Over the last few weeks, many people have asked us, “When do you think the stock market will bottom?” We usually avoid these types of questions, as answering them implies a level of foresight that humans just don’t generally possess. However, this week we’ll attempt to give you a glimpse into the types of information we look at to determine the likelihood of a market bottom.
Historically, there have been two main types of bottoms—the normal, gradual bottom where investors have discounted earnings declines, recessions or other cyclical factors and the abrupt crisis bottom driven by central bank intervention. We recently experienced the later in April 2020 when the Federal Reserve panicked, slashed interest rates, and began a multi-trillion-dollar asset purchase program.
So, let’s first look at the second type of bottom and assess how likely it is over the foreseeable future.
There are a few critical data points that the central bank monitors to determine if they need to rush in and save the markets from panic.

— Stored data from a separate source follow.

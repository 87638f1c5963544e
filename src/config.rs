//! Driver configuration
//!
//! [`PhyConfig`] gathers everything programmed into the hardware at reset:
//! the transmit equalizer tap tables served to the link partner, the
//! initial Clause 72 request (PRESET or INITIALIZE) and whether FEC is
//! advertised. Defaults match a mainstream backplane channel; use the
//! `with_*` builders to adjust for a specific board.

use crate::error::{ConfigError, Result};

/// Main (c(0)) cursor upper limit
pub const MAIN_TAP_MAX: u32 = 41;
/// Main (c(0)) cursor lower limit
pub const MAIN_TAP_MIN: u32 = 26;
/// Post (c(+1)) cursor upper limit
pub const POST_TAP_MAX: u32 = 16;
/// Post (c(+1)) cursor lower limit
pub const POST_TAP_MIN: u32 = 0;
/// Pre (c(-1)) cursor upper limit
pub const PRE_TAP_MAX: u32 = 5;
/// Pre (c(-1)) cursor lower limit
pub const PRE_TAP_MIN: u32 = 0;

/// Transmit equalizer tap selector
#[derive(Debug, Clone, Copy, PartialEq, Eq)]
#[cfg_attr(feature = "defmt", derive(defmt::Format))]
pub enum TxEqTap {
    /// Main cursor, c(0)
    Main,
    /// Post cursor, c(+1)
    Post,
    /// Pre cursor, c(-1)
    Pre,
}

/// Initial Clause 72 request transmitted to the link partner
#[derive(Debug, Clone, Copy, PartialEq, Eq, Default)]
#[cfg_attr(feature = "defmt", derive(defmt::Format))]
pub enum LtInitialRequest {
    /// Request PRESET: partner starts at maximum taps, then sweep
    #[default]
    Preset,
    /// Request INITIALIZE: partner starts at its initialize taps
    Initialize,
}

/// Limit and starting-point table for one transmit equalizer tap
#[derive(Debug, Clone, Copy, PartialEq, Eq)]
#[cfg_attr(feature = "defmt", derive(defmt::Format))]
pub struct TapConfig {
    /// Upper limit reported to the link partner
    pub max: u32,
    /// Lower limit reported to the link partner
    pub min: u32,
    /// Value applied when the partner requests PRESET
    pub preset: u32,
    /// Value applied when the partner requests INITIALIZE
    pub initialize: u32,
}

impl TapConfig {
    /// Create a tap table with preset at `max` and initialize at `min`
    pub const fn new(max: u32, min: u32) -> Self {
        Self { max, min, preset: max, initialize: min }
    }

    /// Override the PRESET value
    pub const fn with_preset(mut self, preset: u32) -> Self {
        self.preset = preset;
        self
    }

    /// Override the INITIALIZE value
    pub const fn with_initialize(mut self, initialize: u32) -> Self {
        self.initialize = initialize;
        self
    }

    fn validate(&self, tap: TxEqTap) -> Result<()> {
        if self.max < self.min {
            return Err(ConfigError::TapLimitsInverted(tap));
        }
        if self.preset > self.max || self.preset < self.min {
            return Err(ConfigError::PresetOutOfRange(tap));
        }
        if self.initialize > self.max || self.initialize < self.min {
            return Err(ConfigError::InitializeOutOfRange(tap));
        }
        Ok(())
    }
}

/// PHY driver configuration
#[derive(Debug, Clone, Copy, PartialEq, Eq)]
#[cfg_attr(feature = "defmt", derive(defmt::Format))]
pub struct PhyConfig {
    /// Main cursor table
    pub main: TapConfig,
    /// Post cursor table
    pub post: TapConfig,
    /// Pre cursor table
    pub pre: TapConfig,
    /// Initial request sent in the first coefficient update
    pub initial_request: LtInitialRequest,
    /// Advertise FEC ability and request its use
    pub fec_request: bool,
}

impl Default for PhyConfig {
    fn default() -> Self {
        Self::new()
    }
}

impl PhyConfig {
    /// Default configuration: full-range tap tables, PRESET, no FEC
    pub const fn new() -> Self {
        Self {
            main: TapConfig::new(MAIN_TAP_MAX, MAIN_TAP_MIN),
            post: TapConfig::new(POST_TAP_MAX, POST_TAP_MIN),
            pre: TapConfig::new(PRE_TAP_MAX, PRE_TAP_MIN),
            initial_request: LtInitialRequest::Preset,
            fec_request: false,
        }
    }

    /// Replace the main cursor table
    pub const fn with_main_tap(mut self, tap: TapConfig) -> Self {
        self.main = tap;
        self
    }

    /// Replace the post cursor table
    pub const fn with_post_tap(mut self, tap: TapConfig) -> Self {
        self.post = tap;
        self
    }

    /// Replace the pre cursor table
    pub const fn with_pre_tap(mut self, tap: TapConfig) -> Self {
        self.pre = tap;
        self
    }

    /// Set the initial Clause 72 request
    pub const fn with_initial_request(mut self, request: LtInitialRequest) -> Self {
        self.initial_request = request;
        self
    }

    /// Advertise and request FEC
    pub const fn with_fec_request(mut self, request: bool) -> Self {
        self.fec_request = request;
        self
    }

    /// Tap table for `tap`
    pub const fn tap(&self, tap: TxEqTap) -> &TapConfig {
        match tap {
            TxEqTap::Main => &self.main,
            TxEqTap::Post => &self.post,
            TxEqTap::Pre => &self.pre,
        }
    }

    /// Validate the tap tables
    ///
    /// The FEC request flag needs no validation: on a hardware build
    /// without FEC logic the advertisement bits are forced clear
    /// instead.
    pub fn validate(&self) -> Result<()> {
        self.main.validate(TxEqTap::Main)?;
        self.post.validate(TxEqTap::Post)?;
        self.pre.validate(TxEqTap::Pre)?;
        Ok(())
    }
}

Presently, only two of the eight major fundamentals are flashing Fed Intervention. Bond market volatility (MOVE Index) and equity volatility (VIX) are both in the danger zone (as many of you are hyper aware given investment volatility over the last few months). Critically absent from the panic stage are credit spreads. While corporate bond prices have fallen significantly this year, most of that decline has been due to interest rate increases and not credit spread—the extra interest investors receive to take default risk. When investment grade bond spreads reach 4.0%, the financial markets are usually telling the Fed that the system is about to seize up.

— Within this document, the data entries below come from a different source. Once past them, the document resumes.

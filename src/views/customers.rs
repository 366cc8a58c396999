//! Customer list view: filters, pagination and debounced search.
//!
//! [`ListFilters::apply`] is the reducer shared by the page handler and the
//! long-lived [`CustomerListController`]. Every change to a filter, the sort
//! or the page size resets the offset to zero before the next fetch.
//!
//! The controller is the embeddable interactive form of the list; the
//! server-rendered `/customers` page only uses the reducer and snapshot.

use serde::Deserialize;
use std::sync::Arc;
use std::time::Duration;
use tokio::sync::{mpsc, watch};
use tokio::time::Instant;

use crate::backend_client::{Backend, CustomerQuery};
use crate::cancel::{CancelOnDrop, RequestToken};
use crate::config::PAGE_SIZES;
use crate::errors::ApiError;
use crate::models::{Customer, CustomerListResponse};

pub const STATUS_OPTIONS: [&str; 2] = ["Active", "Inactive"];
pub const GENDER_OPTIONS: [&str; 2] = ["L", "P"];
pub const SEGMENT_OPTIONS: [&str; 4] = ["Bronze", "Silver", "Gold", "Premium"];

#[derive(Debug, Clone, Copy, PartialEq, Eq, Default)]
pub enum SortBy {
    #[default]
    LastUpdated,
    RegistrationDate,
    FullName,
}

impl SortBy {
    pub const ALL: [SortBy; 3] = [SortBy::LastUpdated, SortBy::RegistrationDate, SortBy::FullName];

    pub fn as_str(self) -> &'static str {
        match self {
            SortBy::LastUpdated => "last_updated",
            SortBy::RegistrationDate => "registration_date",
            SortBy::FullName => "full_name",
        }
    }

    pub fn label(self) -> &'static str {
        match self {
            SortBy::LastUpdated => "Sort by Last Updated",
            SortBy::RegistrationDate => "Sort by Registration Date",
            SortBy::FullName => "Sort by Full Name",
        }
    }

    pub fn parse(s: &str) -> Option<Self> {
        Self::ALL.into_iter().find(|v| v.as_str() == s)
    }
}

So, even though many talking heads are saying the Fed has done too much monetary tightening and will shortly pause and reverse; we don’t see it happening this year. In a recent survey of institutional investors, most agreed with us, expecting the Fed to remain aggressive until the middle of 2023.
Without abrupt central bank intervention, we will most likely have to ride out a typical earnings recession with the corresponding market declines. Investors in the stock market are always focused on the next one to two years of earnings growth. The stock market typically begins to weaken a year before corporate earnings begin to fall. After the recession becomes a certainty, investors again focus past the decline to renewed earnings growth—usually 6-9 months prior to the earnings trough.
On average, earnings recessions last about 15 months. We are close to 3 months into the earnings decline period, so our best guess would be investors will start to look past the recession by early-2023, just when the Fed will most likely pause monetary tightening. Those two events combined could produce some explosive moves higher in stock prices.
Granted, this scenario only plays out if we avoid a major central bank induced crisis. A crisis would flip us back to the second type of bottom with the central bank rushing in to save everyone.
We’ve written many times over the last six months, that we think stocks are within their fair value range at current prices. If we don’t have a particularly bad recession, then we may already have seen the worst of the declines in stock prices. But, the markets tend to overshoot to the downside, at least for a few months before the emotions of scared people run their course.
We continue to be conservative in our approach to adding equity exposure. We are focused on determining where, if anywhere, the next crisis may emerge. Usually, when the Fed gets aggressive, they don’t stop until they break something. So, it’s important to figure out where that break might happen before getting too allocated to stocks.